Espitamenes se irritaba más cada vez que Kineas abría la boca, pero era un hombre de honor y Kineas pudo terminar la cena sin trabas.
—No volveré a invitarte —dijo Espitamenes mientras los griegos montaban para irse.
—Como no te has molestado siquiera en disculparte por el rapto de Srayanka, te iba a ser muy difícil hacerme venir otra vez —replicó Kineas—. Tu tiempo se acaba. Los sakje están en condiciones de detener a Alejandro o no hacerlo, según les convenga. Cuando le enviaste amazonas como rehenes, los perdiste como aliados; y este verano no has hecho más que perder prestigio en cada acción. Estás acabado.
La voz de Kineas tuvo el tono de una sentencia o una profecía.

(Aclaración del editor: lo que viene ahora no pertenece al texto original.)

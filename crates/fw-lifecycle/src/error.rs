//! Error types for fw-lifecycle

use fw_migrate::MigrateError;
use thiserror::Error;

/// Lifecycle adapter errors
#[derive(Error, Debug)]
pub enum LifecycleError {
    /// The migration pass aborted (LC001)
    #[error("[LC001] Migration pass failed: {0}")]
    Migration(#[from] MigrateError),

    /// The migration pass panicked (LC002)
    #[error("[LC002] Migration pass panicked: {0}")]
    Panicked(String),

    /// Event payload could not be parsed (LC003)
    #[error("[LC003] Invalid lifecycle event: {0}")]
    InvalidEvent(String),
}

/// Result type alias for LifecycleError
pub type LifecycleResult<T> = Result<T, LifecycleError>;
//! Validate command implementation

use anyhow::Result;

use crate::cli::GlobalArgs;
use crate::commands::common::{load_catalog, load_project};

/// Execute the validate command
pub async fn execute(global: &GlobalArgs) -> Result<()> {
    let project = load_project(global)?;
    let catalog = load_catalog(&project)?;

    if global.verbose {
        for step in &catalog {
            println!("  {:>5}  {}", step.order, step.description);
        }
    }

    match catalog.last_order() {
        Some(last) => println!(
            "{} migration{} valid, latest order {last}",
            catalog.len(),
            if catalog.len() == 1 { "" } else { "s" }
        ),
        None => println!("No migrations found in {}", project.migrations_dir().display()),
    }
    Ok(())
}
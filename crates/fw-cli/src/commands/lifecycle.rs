//! Lifecycle command implementation
//!
//! Reads one deployment lifecycle event, runs it through the adapter and
//! prints the response JSON. Every failure after the event has been read is
//! reported inside the response, never as a process error.

use anyhow::{Context, Result};
use fw_core::config::DEFAULT_MIGRATION_TABLE;
use fw_lifecycle::{LifecycleEvent, LifecycleHandler, LifecycleResponse, ResponseData};
use tokio::io::AsyncReadExt;

use crate::cli::{GlobalArgs, LifecycleArgs};
use crate::commands::common::{build_processor, load_project, open_database};

/// Execute the lifecycle command
pub async fn execute(args: &LifecycleArgs, global: &GlobalArgs) -> Result<()> {
    let payload = read_event(args).await?;
    let event = LifecycleEvent::from_json(&payload)?;

    let response = respond(&event, global).await;
    println!("{}", response.to_json()?);
    Ok(())
}

async fn respond(event: &LifecycleEvent, global: &GlobalArgs) -> LifecycleResponse {
    let project = match load_project(global) {
        Ok(project) => project,
        Err(err) => return setup_failure(event, DEFAULT_MIGRATION_TABLE, err),
    };
    let table = project.config.migrations.table.as_str();

    let handler = match build_processor(&project, false) {
        Ok(processor) => LifecycleHandler::new(processor),
        Err(err) => return setup_failure(event, table, err),
    };
    let db = match open_database(&project, global) {
        Ok(db) => db,
        Err(err) => return setup_failure(event, table, err),
    };
    handler.handle(event, &db).await
}

/// `FAILED` response for errors raised before a migration pass could start.
fn setup_failure(event: &LifecycleEvent, table: &str, err: anyhow::Error) -> LifecycleResponse {
    log::warn!("Lifecycle event {} failed before migrating: {err:#}", event.request_id);
    LifecycleResponse::failed(
        event,
        event.physical_resource_id_or_new(table),
        format!("{err:#}"),
        ResponseData {
            last_successful_order: None,
            migration_table: table.to_string(),
        },
    )
}

async fn read_event(args: &LifecycleArgs) -> Result<String> {
    match &args.event {
        Some(path) => std::fs::read_to_string(path)
            .with_context(|| format!("Failed to read event file {path}")),
        None => {
            let mut payload = String::new();
            tokio::io::stdin()
                .read_to_string(&mut payload)
                .await
                .context("Failed to read event from stdin")?;
            Ok(payload)
        }
    }
}
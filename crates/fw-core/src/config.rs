//! Configuration types and parsing for forwardly.yml

use crate::error::{CoreError, CoreResult};
use serde::{Deserialize, Serialize};
use std::path::{Path, PathBuf};

/// Default name of the migration log table
pub const DEFAULT_MIGRATION_TABLE: &str = "migrations";

/// Default directory holding `<order>_<description>.sql` files
pub const DEFAULT_MIGRATIONS_DIR: &str = "migrations";

/// Main project configuration from forwardly.yml
#[derive(Debug, Clone, Serialize, Deserialize)]
#[serde(deny_unknown_fields)]
pub struct Config {
    /// Project name
    pub name: String,

    /// Database connection configuration
    #[serde(default)]
    pub database: DatabaseConfig,

    /// Migration catalog and log settings
    #[serde(default)]
    pub migrations: MigrationsConfig,
}

/// Database type selector
#[derive(Debug, Clone, Copy, PartialEq, Eq, Serialize, Deserialize, Default)]
#[serde(rename_all = "lowercase")]
pub enum DbType {
    /// DuckDB (default)
    #[default]
    DuckDb,
}

impl std::fmt::Display for DbType {
    fn fmt(&self, f: &mut std::fmt::Formatter<'_>) -> std::fmt::Result {
        match self {
            DbType::DuckDb => write!(f, "duckdb"),
        }
    }
}

/// Database connection configuration
#[derive(Debug, Clone, Serialize, Deserialize)]
#[serde(deny_unknown_fields)]
pub struct DatabaseConfig {
    /// Database type
    #[serde(rename = "type", default)]
    pub db_type: DbType,

    /// Database path (file path or `:memory:`)
    #[serde(default = "default_db_path")]
    pub path: String,
}

impl Default for DatabaseConfig {
    fn default() -> Self {
        Self {
            db_type: DbType::default(),
            path: default_db_path(),
        }
    }
}

/// Migration catalog location and log table settings
#[derive(Debug, Clone, Serialize, Deserialize)]
#[serde(deny_unknown_fields)]
pub struct MigrationsConfig {
    /// Directory containing migration SQL files, relative to the project root
    #[serde(default = "default_migrations_dir")]
    pub path: String,

    /// Name of the persisted migration log table
    #[serde(default = "default_migration_table")]
    pub table: String,

    /// Skip the check that applied statements still match the catalog.
    ///
    /// Only meant for throwaway validation databases.
    #[serde(default)]
    pub allow_modified_statements: bool,
}

impl Default for MigrationsConfig {
    fn default() -> Self {
        Self {
            path: default_migrations_dir(),
            table: default_migration_table(),
            allow_modified_statements: false,
        }
    }
}

fn default_db_path() -> String {
    ":memory:".to_string()
}

fn default_migrations_dir() -> String {
    DEFAULT_MIGRATIONS_DIR.to_string()
}

fn default_migration_table() -> String {
    DEFAULT_MIGRATION_TABLE.to_string()
}

impl Config {
    /// Load configuration from a file path
    pub fn load(path: &Path) -> CoreResult<Self> {
        if !path.exists() {
            return Err(CoreError::ConfigNotFound {
                path: path.display().to_string(),
            });
        }

        let content = std::fs::read_to_string(path).map_err(|e| CoreError::IoWithPath {
            path: path.display().to_string(),
            source: e,
        })?;
        let config: Config = serde_yaml::from_str(&content)?;
        config.validate()?;
        Ok(config)
    }

    /// Load configuration from a project directory
    /// Looks for forwardly.yml or forwardly.yaml
    pub fn load_from_dir(dir: &Path) -> CoreResult<Self> {
        let yml_path = dir.join("forwardly.yml");
        let yaml_path = dir.join("forwardly.yaml");

        if yml_path.exists() {
            Self::load(&yml_path)
        } else if yaml_path.exists() {
            Self::load(&yaml_path)
        } else {
            Err(CoreError::ConfigNotFound {
                path: yml_path.display().to_string(),
            })
        }
    }

    /// Validate the configuration
    fn validate(&self) -> CoreResult<()> {
        if self.name.is_empty() {
            return Err(CoreError::ConfigInvalid {
                message: "Project name cannot be empty".to_string(),
            });
        }

        if !is_valid_table_name(&self.migrations.table) {
            return Err(CoreError::ConfigInvalid {
                message: format!(
                    "Migration table '{}' must be a plain identifier, optionally schema-qualified",
                    self.migrations.table
                ),
            });
        }

        if self.migrations.allow_modified_statements {
            log::warn!(
                "'migrations.allow_modified_statements' is enabled; edited migrations will not be detected"
            );
        }

        Ok(())
    }

    /// Absolute path of the migrations directory relative to a project root
    pub fn migrations_path_absolute(&self, root: &Path) -> PathBuf {
        root.join(&self.migrations.path)
    }

    /// Resolve the database path against a project root.
    ///
    /// `:memory:` and absolute paths are returned unchanged.
    pub fn database_path(&self, root: &Path) -> String {
        let path = &self.database.path;
        if path == ":memory:" || Path::new(path).is_absolute() {
            path.clone()
        } else {
            root.join(path).display().to_string()
        }
    }
}

/// Returns `true` when `name` is `ident` or `schema.ident` with plain SQL
/// identifiers (ASCII letters, digits, underscores, not starting with a digit).
pub fn is_valid_table_name(name: &str) -> bool {
    let parts: Vec<&str> = name.split('.').collect();
    if parts.len() > 2 {
        return false;
    }
    parts.iter().all(|part| {
        let mut chars = part.chars();
        match chars.next() {
            Some(c) if c.is_ascii_alphabetic() || c == '_' => {
                chars.all(|c| c.is_ascii_alphanumeric() || c == '_')
            }
            _ => false,
        }
    })
}

#[cfg(test)]
#[path = "config_test.rs"]
mod tests;
//! Typed row model shared by `Database::select` and `Database::insert`.

use crate::error::{DbError, DbResult};
use chrono::{DateTime, Utc};
use std::fmt;

/// Logical column type understood by every backend
#[derive(Debug, Clone, Copy, PartialEq, Eq)]
pub enum ColumnType {
    /// 64-bit signed integer
    Integer,
    /// Variable-length text
    Text,
    /// Boolean flag
    Boolean,
    /// Timestamp in UTC
    Timestamp,
}

impl ColumnType {
    /// SQL type name used in generated DDL
    pub fn sql_type(&self) -> &'static str {
        match self {
            ColumnType::Integer => "BIGINT",
            ColumnType::Text => "VARCHAR",
            ColumnType::Boolean => "BOOLEAN",
            ColumnType::Timestamp => "TIMESTAMP",
        }
    }

    fn label(&self) -> &'static str {
        match self {
            ColumnType::Integer => "integer",
            ColumnType::Text => "text",
            ColumnType::Boolean => "boolean",
            ColumnType::Timestamp => "timestamp",
        }
    }
}

/// One column of a row schema
#[derive(Debug, Clone, Copy, PartialEq, Eq)]
pub struct Column {
    /// Column name as it appears in the table
    pub name: &'static str,
    /// Logical type
    pub column_type: ColumnType,
}

impl Column {
    /// Create a column definition
    pub const fn new(name: &'static str, column_type: ColumnType) -> Self {
        Self { name, column_type }
    }
}

/// Server-side value substituted for a column on insert
#[derive(Debug, Clone, Copy, PartialEq, Eq)]
pub enum ColumnAction {
    /// The database's current timestamp at insert time
    Now,
}

/// A single typed value
#[derive(Debug, Clone, PartialEq)]
pub enum SqlValue {
    Null,
    Integer(i64),
    Text(String),
    Boolean(bool),
    Timestamp(DateTime<Utc>),
}

impl SqlValue {
    fn label(&self) -> &'static str {
        match self {
            SqlValue::Null => "null",
            SqlValue::Integer(_) => "integer",
            SqlValue::Text(_) => "text",
            SqlValue::Boolean(_) => "boolean",
            SqlValue::Timestamp(_) => "timestamp",
        }
    }

    /// Whether this value may be stored in a column of `column_type`
    pub fn fits(&self, column_type: ColumnType) -> bool {
        matches!(
            (self, column_type),
            (SqlValue::Null, _)
                | (SqlValue::Integer(_), ColumnType::Integer)
                | (SqlValue::Text(_), ColumnType::Text)
                | (SqlValue::Boolean(_), ColumnType::Boolean)
                | (SqlValue::Timestamp(_), ColumnType::Timestamp)
        )
    }
}

impl fmt::Display for SqlValue {
    fn fmt(&self, f: &mut fmt::Formatter<'_>) -> fmt::Result {
        match self {
            SqlValue::Null => write!(f, "null"),
            SqlValue::Integer(n) => write!(f, "{n}"),
            SqlValue::Text(s) => write!(f, "{s}"),
            SqlValue::Boolean(b) => write!(f, "{b}"),
            SqlValue::Timestamp(ts) => write!(f, "{}", ts.format("%Y-%m-%d %H:%M:%S%.3f")),
        }
    }
}

impl From<i64> for SqlValue {
    fn from(value: i64) -> Self {
        SqlValue::Integer(value)
    }
}

impl From<&str> for SqlValue {
    fn from(value: &str) -> Self {
        SqlValue::Text(value.to_string())
    }
}

impl From<String> for SqlValue {
    fn from(value: String) -> Self {
        SqlValue::Text(value)
    }
}

impl From<bool> for SqlValue {
    fn from(value: bool) -> Self {
        SqlValue::Boolean(value)
    }
}

/// A row read from, or written to, a table
#[derive(Debug, Clone, PartialEq, Default)]
pub struct Row {
    values: Vec<SqlValue>,
}

impl Row {
    /// Wrap values in schema order
    pub fn new(values: Vec<SqlValue>) -> Self {
        Self { values }
    }

    /// Number of values
    pub fn len(&self) -> usize {
        self.values.len()
    }

    /// Whether the row has no values
    pub fn is_empty(&self) -> bool {
        self.values.is_empty()
    }

    /// All values in schema order
    pub fn values(&self) -> &[SqlValue] {
        &self.values
    }

    /// Raw value at `idx`
    pub fn get(&self, idx: usize) -> Option<&SqlValue> {
        self.values.get(idx)
    }

    fn value(&self, idx: usize) -> DbResult<&SqlValue> {
        self.values.get(idx).ok_or_else(|| {
            DbError::SchemaMismatch(format!(
                "column {idx} out of range for row of {} values",
                self.values.len()
            ))
        })
    }

    fn mismatch(idx: usize, expected: ColumnType, found: &SqlValue) -> DbError {
        DbError::TypeMismatch {
            column: idx,
            expected: expected.label(),
            found: found.label(),
        }
    }

    /// Integer value at `idx`
    pub fn get_i64(&self, idx: usize) -> DbResult<i64> {
        match self.value(idx)? {
            SqlValue::Integer(n) => Ok(*n),
            other => Err(Self::mismatch(idx, ColumnType::Integer, other)),
        }
    }

    /// Text value at `idx`; NULL reads as the empty string
    pub fn get_text(&self, idx: usize) -> DbResult<&str> {
        match self.value(idx)? {
            SqlValue::Text(s) => Ok(s),
            SqlValue::Null => Ok(""),
            other => Err(Self::mismatch(idx, ColumnType::Text, other)),
        }
    }

    /// Boolean value at `idx`
    pub fn get_bool(&self, idx: usize) -> DbResult<bool> {
        match self.value(idx)? {
            SqlValue::Boolean(b) => Ok(*b),
            other => Err(Self::mismatch(idx, ColumnType::Boolean, other)),
        }
    }

    /// Timestamp value at `idx`, `None` when NULL
    pub fn get_timestamp(&self, idx: usize) -> DbResult<Option<DateTime<Utc>>> {
        match self.value(idx)? {
            SqlValue::Timestamp(ts) => Ok(Some(*ts)),
            SqlValue::Null => Ok(None),
            other => Err(Self::mismatch(idx, ColumnType::Timestamp, other)),
        }
    }
}

#[cfg(test)]
mod tests {
    use super::*;

    #[test]
    fn test_typed_accessors() {
        let row = Row::new(vec![
            SqlValue::Integer(7),
            SqlValue::from("create table t"),
            SqlValue::Boolean(true),
            SqlValue::Null,
        ]);
        assert_eq!(row.get_i64(0).unwrap(), 7);
        assert_eq!(row.get_text(1).unwrap(), "create table t");
        assert!(row.get_bool(2).unwrap());
        assert_eq!(row.get_timestamp(3).unwrap(), None);
        assert_eq!(row.get_text(3).unwrap(), "");
    }

    #[test]
    fn test_type_mismatch() {
        let row = Row::new(vec![SqlValue::from("x")]);
        let err = row.get_i64(0).unwrap_err();
        assert!(matches!(
            err,
            DbError::TypeMismatch {
                column: 0,
                expected: "integer",
                found: "text"
            }
        ));
    }

    #[test]
    fn test_out_of_range() {
        let row = Row::default();
        assert!(matches!(row.get_bool(2), Err(DbError::SchemaMismatch(_))));
    }

    #[test]
    fn test_fits() {
        assert!(SqlValue::Null.fits(ColumnType::Boolean));
        assert!(SqlValue::Integer(1).fits(ColumnType::Integer));
        assert!(!SqlValue::Integer(1).fits(ColumnType::Text));
    }
}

Espitamenes se sobresaltó como si hubiese pisado una serpiente.
—¡Lárgate antes de que lamente mi hospitalidad! —gritó.
—Mantente alejado de nuestro camino, persa —advirtió Kineas—. Si te encuentro, te liquidaré yo mismo.
Filocles percibió el desapasionado tono de Kineas; no era una amenaza, sino una exposición de hechos. Como una voz de profecía mezclada con otra de mando.
Espitamenes frunció el ceño.
—Me habían dicho que eras profeta.
Kineas hizo recular a su caballo y asintió.
—¿Quieres que profetice para ti, señor?
Aun diciendo que no, la voz de Espitamenes revelaba sus ansias y su vacilación, y Filocles tuvo la impresión de que Kineas era el mayor de los dos. Y entonces el persa preguntó:
—¿Habrá una gran batalla?
Kineas asintió.
—Sí.
—¿Iskander perderá? ¿Me alzaré con el triunfo? —preguntó Espitamenes.
Kineas permaneció callado un rato, un rato incómodo con docenas de persas provistos de antorchas rodeándolo en la oscuridad. Finalmente, dijo:
—Iskander no vencerá. Pero tú perderás. Yo moriré. —Entonces se rió, como si la vida entera fuese un chiste—. Tu muerte se avecina, pero la mía está próxima.
—¿Cómo moriré? —preguntó Espitamenes, acercándose al caballo de Kineas.
El semblante de Kineas se contrajo de miedo o repugnancia; a Filocles le costó discernirlo a la luz de las llamas. Miró al hombre que estaba al lado de Espitamenes.
—Mal —respondió Kineas—. No me preguntes más.
Espitamenes dio media vuelta y gruñó algo a uno de sus lugartenientes. La multitud de las antorchas se dispersó.
—Vete, antes de que me vuelva contra ti —le advirtió Espitamenes.
Kineas asintió. Luego hizo retroceder al caballo, comprobó que sus amigos estuvieran listos y se marchó.
Aquella noche acamparon en un pinar al borde de un acantilado sobre la orilla del Jaxartes. La hierba había sido cosechada hacía poco y Ataelo informó sobre una docena de campamentos sakje en los alrededores. Kineas veía sus fogatas, así como las del ejército de Alejandro en la otra orilla. Y olía el humo que llenaba el valle del Jaxartes, el cual no había visto a tanta gente desde que se había producido el deshielo de los Montes Sogdianos, cuando los dioses eran jóvenes.